ジェシカ・チャステイン(タミー・フェイの瞳)が演じるのは、70〜80年代にかけてテレビ伝道師で夫のジム・ベイカーとともにお茶の間の人気者となったタミー・フェイ・ベイカー。本人そっくりと評判の容姿と立ち振舞が評判になっています。
リドリー・スコット監督の話題作「ハウス・オブ・グッチ」で夫の殺害を教唆したとされる悪女パトリツィア・レッジアーニを演じるレディ・ガガ。映画初主演となった「アリー スター誕生」でも主演女優賞にノミネートされており、2作続けての候補となるか注目されます。
他、オリヴィア・コールマン(ロスト・ドーター)やニコール・キッドマン(愛すべき夫妻の秘密)ら常連が名を連ねる中、初主演作がいきなり巨匠PTA作品というアラナ・ハイム(Licorice Pizza)と、こちらも巨匠スピルバーグに見初められたレイチェル・ゼグラー(ウエスト・サイド・ストーリー)という2人のシンデレラガールにも注目です。
国際長編映画賞
1. ドライブ・マイ・カー(監督:濱口竜介)
2. The Worst Person in the World(ノルウェー)
3. A Hero(イラン)
4. Titane(フランス)
5. Hand of God 神の手が触れた日(イタリア)
6. Flee(デンマーク)
7. Compartment No. 6(フィンランド)
8. Lamb(アイスランド)
9. Prayers for the Stolen(メキシコ)
10. The Good Boss(スペイン)
日本から出品の「ドライブ・マイ・カー」が前哨戦序盤戦で優位に立っています。同部門での日本映画の受賞は2008年の「おくりびと」まで遡らねばならず、久々の受賞に期待がかかります。カンヌ国際映画祭での実績を味方に、このままポール・トゥ・ウィンを決めたいところです。

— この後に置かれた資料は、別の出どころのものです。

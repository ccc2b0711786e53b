//! Evload Common Library
#![deny(clippy::unwrap_used, clippy::expect_used)]
//!
//! Shared error handling and logging bootstrap for the evload workspace.
//!
//! # Overview
//!
//! - **Error Handling**: the [`EvloadError`] taxonomy and [`Result`] alias
//! - **Logging**: `tracing` subscriber setup with console/file targets
//!
//! # Example
//!
//! ```no_run
//! use evload_common::{Result, EvloadError};
//! use evload_common::logging::{LogConfig, init_logging};
//!
//! fn start() -> anyhow::Result<()> {
//!     let config = LogConfig::from_env()?;
//!     init_logging(&config)?;
//!     Ok(())
//! }
//! ```

pub mod error;
pub mod logging;

// Re-export commonly used types
pub use error::{EvloadError, Result};
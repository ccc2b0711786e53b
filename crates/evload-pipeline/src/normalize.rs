//! Pure scalar normalization
//!
//! Converts extended-JSON encoded scalars and loosely-typed values into
//! the types the destination schema expects. Lenient operations default
//! unrecognized shapes to null; strict ones (the order-identifier path)
//! surface a normalization error instead of silently defaulting.

use crate::extended::ExtendedScalar;
use bigdecimal::BigDecimal;
use chrono::NaiveDateTime;
use evload_common::{EvloadError, Result};
use serde::Serialize;
use serde_json::Value;
use tracing::warn;

/// Wire format for local_time values.
pub const LOCAL_TIME_FORMAT: &str = "%Y-%m-%d %H:%M:%S";

/// Integer-or-decimal numeric for fields where `$numberDouble` must not
/// round-trip through a binary float (order identifiers).
#[derive(Debug, Clone, PartialEq, Serialize)]
#[serde(untagged)]
pub enum Numeric {
    Int(i64),
    Decimal(BigDecimal),
}

/// Lenient extended-int decode: null/absent and unrecognized shapes
/// both read as `None`.
pub fn decode_extended_int(value: Option<&Value>) -> Option<i64> {
    match ExtendedScalar::classify(value?) {
        Some(ExtendedScalar::Int(n)) => Some(n),
        _ => None,
    }
}

/// Strict extended-int decode: an unrecognized shape is a normalization
/// error rather than a silent null.
pub fn decode_extended_int_strict(value: Option<&Value>, field: &str) -> Result<Option<i64>> {
    let Some(value) = value else {
        return Ok(None);
    };
    match ExtendedScalar::classify(value) {
        Some(ExtendedScalar::Int(n)) => Ok(Some(n)),
        _ => Err(EvloadError::normalize(
            field,
            format!("expected a {} wrapper, got {}", crate::extended::TAG_INT, value),
        )),
    }
}

/// Strict integer-or-decimal decode for the order-identifier field.
///
/// Prefers `$numberInt`; falls back to `$numberDouble` parsed as an
/// arbitrary-precision decimal. Any other non-null shape is an error:
/// an unrecognized order-id encoding must fail loudly, never default.
pub fn decode_extended_numeric(value: Option<&Value>, field: &str) -> Result<Option<Numeric>> {
    let Some(value) = value else {
        return Ok(None);
    };
    match ExtendedScalar::classify(value) {
        Some(ExtendedScalar::Int(n)) => Ok(Some(Numeric::Int(n))),
        Some(ExtendedScalar::Double(d)) => Ok(Some(Numeric::Decimal(d))),
        _ => Err(EvloadError::normalize(
            field,
            format!("unrecognized numeric encoding: {}", value),
        )),
    }
}

/// Parse and re-emit a local time as `YYYY-MM-DD HH:MM:SS`.
///
/// A parse failure is surfaced as a warning and substitutes null; it is
/// non-fatal to the record.
pub fn normalize_local_time(value: Option<&Value>) -> Option<String> {
    let s = value?.as_str()?;
    if s.is_empty() {
        return None;
    }
    match NaiveDateTime::parse_from_str(s, LOCAL_TIME_FORMAT) {
        Ok(parsed) => Some(parsed.format(LOCAL_TIME_FORMAT).to_string()),
        Err(err) => {
            warn!(value = %s, error = %err, "unparseable local_time, substituting null");
            None
        },
    }
}

/// Small-int normalization: accepts a decimal string, a bare integer, or
/// an extended-int wrapper.
///
/// Empty and non-numeric strings normalize to null rather than erroring:
/// an empty string is indistinguishable from "field not provided"
/// upstream, and that lenient policy is deliberately preserved.
pub fn normalize_small_int(value: Option<&Value>) -> Option<i64> {
    match value? {
        Value::String(s) => {
            if !s.is_empty() && s.chars().all(|c| c.is_ascii_digit()) {
                s.parse().ok()
            } else {
                None
            }
        },
        Value::Number(n) => n.as_i64(),
        wrapped @ Value::Object(_) => decode_extended_int(Some(wrapped)),
        _ => None,
    }
}
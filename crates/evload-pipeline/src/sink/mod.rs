//! Destination store boundary
//!
//! The pipeline talks to the columnar store through [`RowSink`]:
//!
//! - **http**: production client for insertAll-style streaming inserts
//! - **memory**: in-process sink for dry runs and tests

pub mod http;
pub mod memory;

pub use http::HttpSink;
pub use memory::MemorySink;

use crate::row::OutputRow;
use async_trait::async_trait;
use evload_common::Result;
use serde::{Deserialize, Serialize};

/// Per-row error descriptor reported by the destination store.
#[derive(Debug, Clone, Serialize, Deserialize)]
pub struct InsertFailure {
    /// Index of the offending row within the submitted batch, when the
    /// store reports one.
    #[serde(default)]
    pub index: Option<usize>,
    /// Destination-reported error detail.
    pub reason: String,
}

/// Destination store client.
///
/// `insert` returns per-row error descriptors; an empty list means the
/// whole batch was accepted. A non-empty list (or a transport error)
/// means the batch needs retry, and the batch is retried atomically:
/// at-least-once semantics with idempotent replays.
#[async_trait]
pub trait RowSink: Send + Sync {
    /// Verify the destination is reachable. Called once at startup;
    /// failure is fatal to the run.
    async fn check_connectivity(&self) -> Result<()>;

    /// Submit one batch to the named table.
    async fn insert(&self, table: &str, rows: &[OutputRow]) -> Result<Vec<InsertFailure>>;
}
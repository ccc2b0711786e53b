//! Evload Pipeline Library
//!
//! Normalizes heterogeneous raw JSON event exports (carrying MongoDB
//! extended-JSON type wrappers) into a flat, strongly-typed row schema
//! and bulk-loads it into a columnar destination store with bounded
//! memory, batching, and retry-with-backoff.
//!
//! # Components (dependency order, leaves first)
//!
//! - **decode**: NDJSON / streaming-array record decoding into [`RawEvent`]
//! - **extended**: extended-JSON scalar wrapper classification
//! - **normalize**: pure scalar normalization
//! - **row**: [`RawEvent`] to [`OutputRow`] flattening
//! - **batch**: bounded row accumulation
//! - **load**: retryable batch insertion
//! - **sink**: destination store boundary (HTTP and in-memory)
//! - **pipeline**: driver orchestrating the whole stream
//!
//! # Example
//!
//! ```no_run
//! use evload_pipeline::{PipelineConfig, PipelineDriver};
//! use evload_pipeline::decode::InputFormat;
//! use evload_pipeline::sink::HttpSink;
//! use std::path::PathBuf;
//! use std::sync::Arc;
//!
//! #[tokio::main]
//! async fn main() -> anyhow::Result<()> {
//!     let config = PipelineConfig::from_env()?;
//!     let sink = Arc::new(HttpSink::from_config(&config)?);
//!     let driver = PipelineDriver::new(config, sink)?;
//!     let summaries = driver
//!         .run_files(&[PathBuf::from("events.jsonl")], InputFormat::Ndjson)
//!         .await?;
//!     println!("inserted {} rows", summaries[0].rows_inserted);
//!     Ok(())
//! }
//! ```

pub mod batch;
pub mod config;
pub mod decode;
pub mod extended;
pub mod load;
pub mod normalize;
pub mod pipeline;
pub mod row;
pub mod sink;

// Re-export commonly used types
pub use config::PipelineConfig;
pub use decode::{InputFormat, RawEvent};
pub use pipeline::{PipelineDriver, StreamSummary};
pub use row::OutputRow;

ライバルとなるのはノルウェーの「The Worst Person in the World」。この作品もカンヌ国際映画祭に出品され、「ドライブ・マイ・カー」とコンペを競いました。カンヌでは主演のレナーテ・レインスヴェが女優賞を受賞し、アカデミー賞戦線でも主演女優賞部門で有力視されています。
カンヌ組では「Titane」(フランス)も要注意の一本。現地の批評家たちが「ドライブ・マイ・カー」をイチオシする一方、カンヌの審査員たちは最高賞パルムドールにこの作品を選びました。衝撃の問題作「RAW 少女のめざめ」のジュリア・デュクルノー監督作で、インパクトでは他を圧倒する力があります。
ほか、イランのアスガー・ファルハディ「A Hero」、イタリアのパオロ・ソレンティーノ「Hand of God 神の手が触れた日」など、世界に名を轟かせる名監督たちの新作が虎視眈々と逆転を狙っています。
というわけでまずは主要部門の有力作品を紹介してみましたが、まだまだ賞レースは前半戦で、この先どう転がっていくかわかりません。今年はゴールデン・グローブ賞授賞式のテレビ中継がキャンセルされるなど、例年とは違う要素も含んでいます。まだひと波乱もふた波乱もありそうな今年のオスカー戦線を、このコラムでも引き続き追いかけたいと思います。